A media tarde, un avión perseguidor del ELAT halló uno de los buggies tuareg y lo alcanzó. Laura nunca llegó a ver el avión, no captó signo alguno del encuentro excepto una distante columna de humo. Se detuvieron y se pusieron a cubierto durante media hora, hasta que el abejorro hubo agotado su combustible o su munición.

Las moscas los hallaron inmediatamente apenas se detuvieron.

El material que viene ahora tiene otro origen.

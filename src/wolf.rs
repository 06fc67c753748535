//! Wolves: hunting predators with a hunt > wander priority order.

use std::f32::consts::{PI, TAU};

use glam::Vec2;
use rand::Rng;

use crate::config::WolfConfig;
use crate::entity::{Growth, Vitals, SEPARATION_EPSILON};
use crate::sheep::Sheep;

/// A wolf. Burns energy faster than a sheep and sees farther than sheep can
/// sense danger; kills mature it.
#[derive(Debug, Clone)]
pub struct Wolf {
    pub vitals: Vitals,
    pub speed: f32,
    pub reproduction_cooldown: f32,
    pub growth: Growth,
    pub kill_count: u32,
    wander_seed: f32,
}

impl Wolf {
    pub fn new<R: Rng>(pos: Vec2, config: &WolfConfig, rng: &mut R) -> Self {
        Self {
            vitals: Vitals::new(pos, config.max_energy, config.radius),
            speed: config.speed,
            reproduction_cooldown: config.reproduction_cooldown,
            growth: Growth::Juvenile,
            kill_count: 0,
            wander_seed: rng.gen_range(0.0..TAU),
        }
    }

    /// Burn energy and tick down the reproduction cooldown. Starvation
    /// kills.
    pub fn metabolism(&mut self, dt: f32, config: &WolfConfig) {
        if !self.vitals.alive {
            return;
        }
        self.vitals.drain(config.hunger * dt);
        self.reproduction_cooldown = (self.reproduction_cooldown - dt).max(0.0);
    }

    /// Movement decision: chase the nearest visible sheep at full speed,
    /// otherwise wander at reduced speed.
    pub fn steer(&mut self, dt: f32, time: f32, sheep: &[Sheep], config: &WolfConfig) {
        if !self.vitals.alive {
            return;
        }

        if let Some((idx, dist)) = self.nearest_sheep(sheep) {
            if dist < config.vision_radius {
                let toward = sheep[idx].vitals.pos - self.vitals.pos;
                self.advance(toward, self.speed, dt);
                return;
            }
        }

        let angle = self.wander_seed + (time * 0.6 + self.wander_seed).sin() * PI;
        self.advance(Vec2::from_angle(angle), self.speed * config.wander_factor, dt);
    }

    /// Kill the first live sheep within contact distance. At most one kill
    /// per tick; the scan exits on the first successful feed. Returns true
    /// when a sheep was taken.
    pub fn feed(&mut self, sheep: &mut [Sheep], config: &WolfConfig) -> bool {
        if !self.vitals.alive {
            return false;
        }
        for prey in sheep.iter_mut() {
            if !prey.vitals.alive {
                continue;
            }
            if self.vitals.distance(prey.vitals.pos) < config.eat_radius {
                prey.vitals.alive = false;
                self.vitals.gain(config.feed_energy);
                self.kill_count += 1;
                self.try_mature(config);
                return true;
            }
        }
        false
    }

    /// Eligible to pair this frame?
    pub fn can_reproduce(&self, config: &WolfConfig) -> bool {
        self.vitals.alive
            && self.vitals.energy > config.reproduction_threshold
            && self.reproduction_cooldown <= 0.0
            && self.growth == Growth::Adult
    }

    /// Pay the energy cost of a successful pairing and restart the cooldown.
    pub fn pay_reproduction(&mut self, config: &WolfConfig) {
        self.vitals.drain(config.reproduction_cost);
        self.reproduction_cooldown = config.reproduction_cooldown;
    }

    fn try_mature(&mut self, config: &WolfConfig) {
        if self.growth == Growth::Adult || self.kill_count < config.growth_threshold {
            return;
        }
        self.growth = Growth::Adult;
        self.speed = config.speed * config.adult_factor;
        self.vitals.max_energy = config.max_energy * config.adult_factor;
        self.vitals.radius = config.radius * config.adult_factor;
    }

    fn advance(&mut self, dir: Vec2, speed: f32, dt: f32) {
        let len_sq = dir.length_squared();
        if len_sq > SEPARATION_EPSILON * SEPARATION_EPSILON {
            self.vitals.pos += dir / len_sq.sqrt() * speed * dt;
        }
    }

    /// Index and distance of the nearest live sheep, first-found wins ties.
    fn nearest_sheep(&self, sheep: &[Sheep]) -> Option<(usize, f32)> {
        let mut best: Option<(usize, f32)> = None;
        for (i, prey) in sheep.iter().enumerate() {
            if !prey.vitals.alive {
                continue;
            }
            let d = self.vitals.distance(prey.vitals.pos);
            if best.map_or(true, |(_, bd)| d < bd) {
                best = Some((i, d));
            }
        }
        best
    }
}
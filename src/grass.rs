//! Grass tufts: the stationary, regenerating energy source.

use glam::Vec2;

use crate::config::GrassConfig;
use crate::entity::Vitals;

/// A tuft of grass. It never moves; it regenerates energy until a grazer
/// eats it, which destroys the tuft immediately.
#[derive(Debug, Clone)]
pub struct Grass {
    pub vitals: Vitals,
    regen: f32,
}

impl Grass {
    pub fn new(pos: Vec2, config: &GrassConfig) -> Self {
        Self {
            vitals: Vitals::new(pos, config.max_energy, config.radius),
            regen: config.regen,
        }
    }

    /// Regenerate stored energy toward the maximum.
    pub fn update(&mut self, dt: f32) {
        if !self.vitals.alive {
            return;
        }
        self.vitals.gain(self.regen * dt);
    }

    /// Eat the tuft. Returns the energy the grazer receives: at most one
    /// `bite`, less if the tuft held less. The tuft dies either way.
    pub fn consume(&mut self, bite: f32) -> f32 {
        if !self.vitals.alive {
            return 0.0;
        }
        let taken = bite.min(self.vitals.energy);
        self.vitals.energy = 0.0;
        self.vitals.alive = false;
        taken
    }
}

#[cfg(test)]
mod tests {
    use super::*;

    fn config() -> GrassConfig {
        GrassConfig::default()
    }

    #[test]
    fn test_regen_capped_at_max() {
        let cfg = config();
        let mut grass = Grass::new(Vec2::new(10.0, 10.0), &cfg);
        grass.vitals.energy = cfg.max_energy - 1.0;
        grass.update(10.0);
        assert_eq!(grass.vitals.energy, cfg.max_energy);
    }

    #[test]
    fn test_consume_yields_one_bite_and_kills() {
        let cfg = config();
        let mut grass = Grass::new(Vec2::ZERO, &cfg);
        let taken = grass.consume(cfg.bite);
        assert_eq!(taken, cfg.bite);
        assert!(!grass.vitals.alive);
        assert_eq!(grass.vitals.energy, 0.0);
    }

    #[test]
    fn test_consume_depleted_tuft_yields_less() {
        let cfg = config();
        let mut grass = Grass::new(Vec2::ZERO, &cfg);
        grass.vitals.energy = 10.0;
        let taken = grass.consume(cfg.bite);
        assert_eq!(taken, 10.0);
        assert!(!grass.vitals.alive);
    }

    #[test]
    fn test_dead_tuft_is_inert() {
        let cfg = config();
        let mut grass = Grass::new(Vec2::ZERO, &cfg);
        grass.consume(cfg.bite);
        assert!(!grass.vitals.alive);

        grass.update(100.0);
        assert!(!grass.vitals.alive, "a dead tuft never resurrects");
        assert_eq!(grass.consume(cfg.bite), 0.0);
    }
}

Enormes y osadas moscas saharianas que se lanzaban contra las ropas manchadas de sangre de Katje como si fueran un imán. Tenían que ser ahuyentadas a manotazos y golpes antes de conseguir alejarlas. E incluso entonces zumbaban en cercanos arcos, esperando la primera ocasión para volver a posarse. Laura luchó hoscamente contra ellas, estremeciéndose cuando se posaban en sus gafas e intentaban chupar la humedad de su nariz y labios.

Finalmente la caravana transmitió señales a través de su semáforo. El conductor había sobrevivido sin heridas; un compañero lo había recogido junto con todo lo aún utilizable.

—Bueno, eso cambia las cosas —dijo Gresham mientras reanudaban la marcha. Había sacado de alguna parte unas destartaladas gafas de sol de espejo—. Ahora saben adónde nos dirigimos, si no lo sabían ya antes. Si tuviéramos algo de buen sentido nos quedaríamos aquí, descansaríamos, nos ocuparíamos de los vehículos.

—Pero ella morirá.

—Las posibilidades dicen que no pasará de esta noche.

—Si ella puede conseguirlo, entonces nosotros también.

—No es una mala apuesta —murmuró él.

Se detuvieron después de oscurecer en un muerto poblado agrícola, con casas de paredes de adobe sin techos ni ventanas. Había matorrales espinosos en las ruinas de un corral, y un largo y sinuoso barranco había hendido en dos el terreno. El suelo en los rudimentarios canales de irrigación estaba tan salinizado que resplandecía con una costra de sal. El profundo pozo de piedra estaba seco. Allí había vivido gente en su tiempo…, generación tras generación, un millar de años tribales.